While working on the website, I spent a lot of time researching the book-cover design market place. One thing I discovered was the notion of pre-designed covers, known as “premades”. Premades are book covers that have been designed in advance of a client showing up. Designers create a cover and use placeholder text to show how the title, author name and tagline will look. The client buys the premade and the designer updates the cover with the client’s text and sends them the final image.
This seemed crazy to me. There are so many business issues with premades as a product. They don’t really make a lot of sense, unless you can produce them very quickly. There’s high risk involved investing time in products that might not sell, and if you’ve spent more time on the design than you charge for it, you’re running at a loss. And on top of that, you can only sell a premade once, it’s not like you’re creating a product you can sell many times. To be confident of selling premades then, you need to:
- Design and produce them quickly and cheaply
- Create designs that are generic and match author and market expectations exactly
- Have an excellent marketing channel with a broad user base who you know will buy your work
I looked at many sites selling premades and many were awful: full of low quality designs with bad typography and crappy stock images. I certainly didn’t want to be associated with a low quality, low value product, so I dismissed the idea entirely.
Selling with Selz
However, as I began to make contact with other book cover designers, I found a few who were were doing quite well selling premades. In fact some said it was their core business. This was intriguing! Perhaps I had misjudged premades entirely? There were clearly customers out there happy to buy them. I learned that premades in certain genres seemed to sell quite well, mainly urban fantasy and paranormal romance. But neither of these genres interest me and I don’t design for them, so I figured I was out of luck if I wanted to try it out.
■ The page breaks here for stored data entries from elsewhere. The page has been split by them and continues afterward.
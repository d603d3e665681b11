//! Table contexts: change-tracked units of work.

use super::image::{DatabaseImage, Rows};
use super::tracker::ChangeTracker;
use super::Schema;
use crate::context::{DbContext, EntityState, SaveHooks, StateChange, TrackedEntry};
use crate::error::{CoreError, CoreResult};
use crate::filename::{filename_from_connection_string, DEFAULT_FILENAME};
use async_trait::async_trait;
use futures::FutureExt;
use parking_lot::Mutex;
use serde_json::Value;
use std::marker::PhantomData;
use std::panic::{catch_unwind, AssertUnwindSafe};
use std::sync::Arc;
use vfsdb_storage::VirtualFs;

/// A unit of work over the tables of schema `S`.
///
/// Changes are tracked in memory and written by
/// [`TableContext::save_changes`]. The database image is loaded on first use
/// (the "connection") and dropped again by [`DbContext::close_connection`].
pub struct TableContext<S: Schema> {
    fs: Arc<dyn VirtualFs>,
    connection_string: String,
    filename: String,
    connection: Mutex<Option<DatabaseImage>>,
    tracker: Mutex<ChangeTracker>,
    hooks: Mutex<Vec<Arc<dyn SaveHooks>>>,
    _schema: PhantomData<fn() -> S>,
}

impl<S: Schema> TableContext<S> {
    pub(crate) fn new(fs: Arc<dyn VirtualFs>, connection_string: String) -> Self {
        let filename = filename_from_connection_string(&connection_string)
            .unwrap_or(DEFAULT_FILENAME)
            .to_string();
        Self {
            fs,
            connection_string,
            filename,
            connection: Mutex::new(None),
            tracker: Mutex::new(ChangeTracker::default()),
            hooks: Mutex::new(Vec::new()),
            _schema: PhantomData,
        }
    }

    /// Returns the database file this context reads and writes.
    pub fn filename(&self) -> &str {
        &self.filename
    }

    /// Returns true while the database image is loaded.
    pub fn is_connection_open(&self) -> bool {
        self.connection.lock().is_some()
    }

    /// Runs `f` against the open connection, opening it if needed.
    fn with_image<T>(&self, f: impl FnOnce(&DatabaseImage) -> CoreResult<T>) -> CoreResult<T> {
        let mut connection = self.connection.lock();
        if connection.is_none() {
            *connection = Some(DatabaseImage::load(self.fs.as_ref(), &self.filename)?);
            tracing::trace!(filename = %self.filename, "connection opened");
        }
        match connection.as_ref() {
            Some(image) => f(image),
            None => Err(CoreError::DatabaseNotCreated {
                filename: self.filename.clone(),
            }),
        }
    }

    fn check_table(table: &str) -> CoreResult<()> {
        if S::TABLES.contains(&table) {
            Ok(())
        } else {
            Err(CoreError::schema_missing(table))
        }
    }

    fn stored_row(&self, table: &str, key: &str) -> CoreResult<Option<Value>> {
        self.with_image(|image| Ok(image.get(table, key)?.cloned()))
    }

    /// Tracks a new row, written on the next save.
    ///
    /// # Errors
    ///
    /// Returns [`CoreError::SchemaMissing`] for an unknown table, and
    /// [`CoreError::DuplicateKey`] if this context already tracks the key.
    pub fn insert(&self, table: &str, key: &str, value: Value) -> CoreResult<()> {
        Self::check_table(table)?;
        let change = self.tracker.lock().add(table, key, value);
        match change {
            Some(change) => {
                self.notify_state_changed(&change);
                Ok(())
            }
            None => Err(CoreError::duplicate_key(table, key)),
        }
    }

    /// Replaces the value of an existing row.
    ///
    /// # Errors
    ///
    /// Returns [`CoreError::EntityNotFound`] if the row neither is tracked nor
    /// exists in the database.
    pub fn update(&self, table: &str, key: &str, value: Value) -> CoreResult<()> {
        Self::check_table(table)?;
        if self.tracker.lock().state(table, key) == EntityState::Detached {
            self.attach_stored(table, key)?;
        }
        let change = self.tracker.lock().modify(table, key, value);
        match change {
            Some(Some(change)) => {
                self.notify_state_changed(&change);
                Ok(())
            }
            Some(None) => Ok(()),
            None => Err(CoreError::entity_not_found(table, key)),
        }
    }

    /// Marks a row for removal on the next save.
    ///
    /// # Errors
    ///
    /// Returns [`CoreError::EntityNotFound`] if the row neither is tracked nor
    /// exists in the database.
    pub fn remove(&self, table: &str, key: &str) -> CoreResult<()> {
        Self::check_table(table)?;
        if self.tracker.lock().state(table, key) == EntityState::Detached {
            self.attach_stored(table, key)?;
        }
        let change = self.tracker.lock().delete(table, key);
        match change {
            Some(change) => {
                self.notify_state_changed(&change);
                Ok(())
            }
            None => Err(CoreError::entity_not_found(table, key)),
        }
    }

    /// Finds a row, preferring this context's tracked value.
    ///
    /// A stored row that is found starts being tracked as unchanged.
    pub fn find(&self, table: &str, key: &str) -> CoreResult<Option<Value>> {
        Self::check_table(table)?;
        if let Some(current) = self.tracker.lock().current(table, key) {
            return Ok(current.cloned());
        }
        match self.attach_stored(table, key) {
            Ok(value) => Ok(Some(value)),
            Err(CoreError::EntityNotFound { .. }) => Ok(None),
            Err(e) => Err(e),
        }
    }

    /// Returns the committed rows of a table, ignoring unsaved changes.
    pub fn rows(&self, table: &str) -> CoreResult<Rows> {
        Self::check_table(table)?;
        self.with_image(|image| image.rows(table).cloned())
    }

    fn attach_stored(&self, table: &str, key: &str) -> CoreResult<Value> {
        let value = self
            .stored_row(table, key)?
            .ok_or_else(|| CoreError::entity_not_found(table, key))?;
        let change = self.tracker.lock().attach(table, key, value.clone());
        self.notify_state_changed(&change);
        Ok(value)
    }

    /// Saves every pending change, blocking the current thread.
    ///
    /// Must not be called from a thread that drives an async runtime.
    pub fn save_changes(&self) -> CoreResult<usize> {
        futures::executor::block_on(self.save_changes_async())
    }

    /// Saves every pending change and returns the number of rows written.
    ///
    /// Hooks run in order: before-save; then save-failed on error, or one
    /// state change per saved row followed by the awaited after-save hooks.
    ///
    /// # Errors
    ///
    /// Returns an error if a pending change conflicts with the stored
    /// database (unknown table, duplicate key, missing row) or the image
    /// cannot be written. Nothing is written in that case.
    pub async fn save_changes_async(&self) -> CoreResult<usize> {
        self.notify_saving();

        let accepted = match self.write_pending() {
            Ok(accepted) => accepted,
            Err(e) => {
                tracing::debug!(filename = %self.filename, error = %e, "save rejected");
                self.notify_failed(&e);
                return Err(e);
            }
        };

        let saved = accepted.len();
        for change in &accepted {
            self.notify_state_changed(change);
        }
        tracing::debug!(filename = %self.filename, saved, "changes saved");

        self.notify_saved(saved).await;
        Ok(saved)
    }

    /// Applies pending writes to a copy of the image and stores it.
    fn write_pending(&self) -> CoreResult<Vec<StateChange>> {
        let mut tracker = self.tracker.lock();
        let pending = tracker.pending();
        if pending.is_empty() {
            return Ok(Vec::new());
        }

        // validate against the file, not a possibly stale connection
        let mut image = DatabaseImage::load(self.fs.as_ref(), &self.filename)?;
        for write in pending {
            let rows = image.rows_mut(&write.table)?;
            match write.state {
                EntityState::Added => {
                    if rows.contains_key(&write.key) {
                        return Err(CoreError::duplicate_key(write.table, write.key));
                    }
                    rows.insert(write.key, write.value);
                }
                EntityState::Modified => {
                    let Some(row) = rows.get_mut(&write.key) else {
                        return Err(CoreError::entity_not_found(write.table, write.key));
                    };
                    *row = write.value;
                }
                EntityState::Deleted => {
                    if rows.remove(&write.key).is_none() {
                        return Err(CoreError::entity_not_found(write.table, write.key));
                    }
                }
                EntityState::Unchanged | EntityState::Detached => {}
            }
        }

        image.store(self.fs.as_ref(), &self.filename)?;
        *self.connection.lock() = Some(image);
        Ok(tracker.accept_all())
    }

    fn hooks(&self) -> Vec<Arc<dyn SaveHooks>> {
        self.hooks.lock().clone()
    }

    fn notify_saving(&self) {
        for hook in self.hooks() {
            isolate("saving_changes", || hook.saving_changes(self));
        }
    }

    fn notify_failed(&self, error: &CoreError) {
        for hook in self.hooks() {
            isolate("save_changes_failed", || hook.save_changes_failed(self, error));
        }
    }

    fn notify_state_changed(&self, change: &StateChange) {
        for hook in self.hooks() {
            isolate("state_changed", || hook.state_changed(self, change));
        }
    }

    async fn notify_saved(&self, saved: usize) {
        for hook in self.hooks() {
            let result = AssertUnwindSafe(hook.saved_changes(self, saved))
                .catch_unwind()
                .await;
            if result.is_err() {
                tracing::error!(hook = "saved_changes", "save hook panicked");
            }
        }
    }
}

fn isolate(hook: &'static str, f: impl FnOnce()) {
    if catch_unwind(AssertUnwindSafe(f)).is_err() {
        tracing::error!(hook, "save hook panicked");
    }
}

#[async_trait]
impl<S: Schema> DbContext for TableContext<S> {
    fn connection_string(&self) -> Option<String> {
        Some(self.connection_string.clone())
    }

    fn ensure_created(&self) -> CoreResult<bool> {
        let mut connection = self.connection.lock();
        let (mut image, existed) = match DatabaseImage::load(self.fs.as_ref(), &self.filename) {
            Ok(image) => (image, true),
            Err(CoreError::DatabaseNotCreated { .. }) => (DatabaseImage::default(), false),
            Err(e) => return Err(e),
        };

        let mut created = !existed;
        for table in S::TABLES {
            created |= image.add_table(table);
        }
        if created {
            image.store(self.fs.as_ref(), &self.filename)?;
            tracing::info!(
                schema = S::NAME,
                filename = %self.filename,
                "database schema created"
            );
        }
        *connection = Some(image);
        Ok(created)
    }

    async fn close_connection(&self) -> CoreResult<()> {
        if self.connection.lock().take().is_some() {
            tracing::trace!(filename = %self.filename, "connection closed");
        }
        Ok(())
    }

    fn entries(&self) -> Vec<TrackedEntry> {
        self.tracker.lock().entries()
    }

    fn attach_hooks(&self, hooks: Arc<dyn SaveHooks>) {
        self.hooks.lock().push(hooks);
    }
}

impl<S: Schema> std::fmt::Debug for TableContext<S> {
    fn fmt(&self, f: &mut std::fmt::Formatter<'_>) -> std::fmt::Result {
        f.debug_struct("TableContext")
            .field("schema", &S::NAME)
            .field("filename", &self.filename)
            .field("connection_open", &self.is_connection_open())
            .finish_non_exhaustive()
    }
}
Nevertheless, I thought it might be worth trying an experiment, and committed to creating some premades to sell on my site. I wanted a good user experience for that, and decided to embed a simple shop on the site using a third party ecommerce service. There was no point re-inventing the wheel for this. Last year I’d looked at Shopify as an option for selling web templates, but I knew that would be overkill. Instead I chose Selz*, which provides both a standalone shop on a URL of your choice, or you can embed a simple shop on your site. The basic service was easy to use, and on the free trial I set up some premade covers and embedded them on my new site, matching my site style as closely as their platform allowed.
Would I sell any? I’d have to wait and see…
Domain and redirects
Earlier in the year I’d decided to rename my business and bring all my website addresses in line with it. The business had been called Arcodea (a conflation of Art, Code and Ideas), but I was never entirely happy with it as a name. I decided to rename it literally as Matt Hill Studios, and to have all my sites start with my name. So when I separated off my blog to this new site, that became matthillwrites.com, and it followed that the book design site would be matthillbookdesign.com.
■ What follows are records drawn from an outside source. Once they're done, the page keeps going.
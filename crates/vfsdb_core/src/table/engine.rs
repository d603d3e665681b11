//! The table engine: a [`ContextProvider`] for table contexts.

use super::context::TableContext;
use super::Schema;
use crate::context::ContextProvider;
use crate::error::CoreResult;
use std::marker::PhantomData;
use std::sync::atomic::{AtomicUsize, Ordering};
use std::sync::Arc;
use vfsdb_storage::VirtualFs;

/// Creates [`TableContext`]s over one virtual filesystem.
pub struct TableEngine<S: Schema> {
    fs: Arc<dyn VirtualFs>,
    connection_string: String,
    contexts_created: AtomicUsize,
    _schema: PhantomData<fn() -> S>,
}

impl<S: Schema> TableEngine<S> {
    /// Creates an engine for the database named by `connection_string`.
    pub fn new(fs: Arc<dyn VirtualFs>, connection_string: impl Into<String>) -> Self {
        Self {
            fs,
            connection_string: connection_string.into(),
            contexts_created: AtomicUsize::new(0),
            _schema: PhantomData,
        }
    }

    /// Returns the connection string handed to every context.
    pub fn connection_string(&self) -> &str {
        &self.connection_string
    }

    /// Returns the filesystem holding the database.
    pub fn fs(&self) -> &Arc<dyn VirtualFs> {
        &self.fs
    }

    /// Returns how many contexts this engine has created.
    pub fn contexts_created(&self) -> usize {
        self.contexts_created.load(Ordering::Relaxed)
    }
}

impl<S: Schema> ContextProvider for TableEngine<S> {
    type Context = TableContext<S>;

    fn create_context(&self) -> CoreResult<TableContext<S>> {
        self.contexts_created.fetch_add(1, Ordering::Relaxed);
        Ok(TableContext::new(
            self.fs.clone(),
            self.connection_string.clone(),
        ))
    }
}

impl<S: Schema> std::fmt::Debug for TableEngine<S> {
    fn fmt(&self, f: &mut std::fmt::Formatter<'_>) -> std::fmt::Result {
        f.debug_struct("TableEngine")
            .field("schema", &S::NAME)
            .field("connection_string", &self.connection_string)
            .field("contexts_created", &self.contexts_created())
            .finish_non_exhaustive()
    }
}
With the new book design site running on the new domain, the old book
design pages on matthill.co were now redundant and needed to be deleted
and redirected. I created manual redirects in the .htaccess
file to
send those pages to the new domain. Then I went through the code and the
CMS for matthill.co and removed all the redundant book related stuff. I
could have left all that there but it would have been messy and
confusing, and it’s always best to keep code and content in good order.
Final thoughts
I’m very pleased with how matthillbookdesign.com has turned out. It’s in keeping with the ideas I had in mind when creating this site, but has its own identity. Now I just need to start promoting myself using the website as the calling card. That’s a whole lot of different work ahead…
The second stage of cleaning up my sites is finished. Phase 3—redesigning matthill.co—is going to be yet more work. I think I’ll leave that one for now.
* 2022 update: Selz was bought by Amazon and then promptly closed. Great, thanks Amazon!